The Coalition is now dominated by the hard right and the politics of exclusion dominates the policy agenda. This is the bleak reality of a neoliberal agenda that reeks of the Hobbesian dystopia outlined in Leviathan:

There Is Alwayes Warre Of Every One Against Every One Hereby it is manifest, that during the time men live without a common Power to keep them all in awe, they are in that condition which is called Warre; and such a warre, as is of every man, against every man. For WARRE, consisteth not in Battell onely, or the act of fighting; but in a tract of time, wherein the Will to contend by Battell is sufficiently known: and therefore the notion of Time, is to be considered in the nature of Warre; as it is in the nature of Weather. For as the nature of Foule weather, lyeth not in a showre or two of rain; but in an inclination thereto of many dayes together: So the nature of War, consisteth not in actuall fighting; but in the known disposition thereto, during all the time there is no assurance to the contrary. All other time is PEACE.

Whatsoever therefore is consequent to a time of Warre, where every man is Enemy to every man; the same is consequent to the time, wherein men live without other security, than what their own strength, and their own invention shall furnish them withall.
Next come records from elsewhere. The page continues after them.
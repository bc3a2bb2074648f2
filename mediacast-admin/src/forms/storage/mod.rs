//! Storage engine configuration forms
//!
//! Each storage backend exposes a form that knows how to seed its fields
//! from the engine's settings and how to map validated submissions back.
//! Field names and setting keys differ, so the mapping is explicit in each
//! implementation rather than derived.

pub mod ftp;

use super::FormErrors;
use crate::db::storage::StorageEngine;
use serde::de::DeserializeOwned;
use serde::Serialize;

/// A configuration form for one storage engine type
pub trait StorageForm {
    /// Form value structure exchanged with the client
    type Values: Serialize + DeserializeOwned;

    /// The `engine_type` this form handles
    fn engine_type(&self) -> &'static str;

    /// Produce form values seeded with the engine's current settings
    fn display(&self, engine: &StorageEngine) -> Self::Values;

    /// Map validated form values back into the engine's settings.
    ///
    /// Does not persist; the caller saves the engine afterwards.
    fn save_engine_params(
        &self,
        engine: &mut StorageEngine,
        values: Self::Values,
    ) -> Result<(), FormErrors>;
}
In such condition, there is no place for Industry; because the fruit thereof is uncertain; and consequently no Culture of the Earth; no Navigation, nor use of the commodities that may be imported by Sea; no commodious Building; no Instruments of moving, and removing such things as require much force; no Knowledge of the face of the Earth; no account of Time; no Arts; no Letters; no Society; and which is worst of all, continuall feare, and danger of violent death; And the life of man, solitary, poore, nasty, brutish, and short.

You can follow political editor Dr Martin Hirst on Twitter @ethicalmartini.

2 Responses to Nasty, brutish and short: Thomas Hobbes and the Coalition’s politics of exclusion

  1. Thank you, Martin, for such an insightful, albeit terrifyingly true, post. I think this climate of exclusion comes from the class system of Britain and its forging of empire (and before it, an agrarian economy based on a few as entitled rulers and the rest as indentured peasants). The entitled shall inherit and consume the earth, this system says, while the rest can fight for any crumbs that remain. The so-called middle class that arose after the industrial revolution has been duped into thinking they are lucky, on the way up, or both, then they are used as henchmen for the entitled. Result: the aforementioned ‘Every One against Every One’, which is just the way the rulers like it.
    As well as young people feeling excluded and that they can’t do anything about society’s problems, many older people feel the same way. People over 45 who can’t find a job because of their age or who remain in precarious work with the threat that they can easily be replaced, feel useless to do anything. I am increasingly worried about women now in middle age or early old age who have very little super, don’t own a home and have precarious or no work. I have many friends in this predicament. No doubt it affects a lot of men in this age group, also. New Zealand under the previous party decided to compound the problem and make government-assisted tertiary places no longer available to people aged over 50, so they couldn’t even retrain (but I hope this will now be overturned), while if you were rich and over 50, you could afford to pay for a place and have a little hobby-dabble.
    What to do?

  2. Thanks for stopping by Caron. I hope you’re well. I appreciate your comments.
    What to do?
    Don’t stop pushing back, optimism comes from believing in a better world, but we have to fight for it, the 1 per cent will not give it up without a struggle.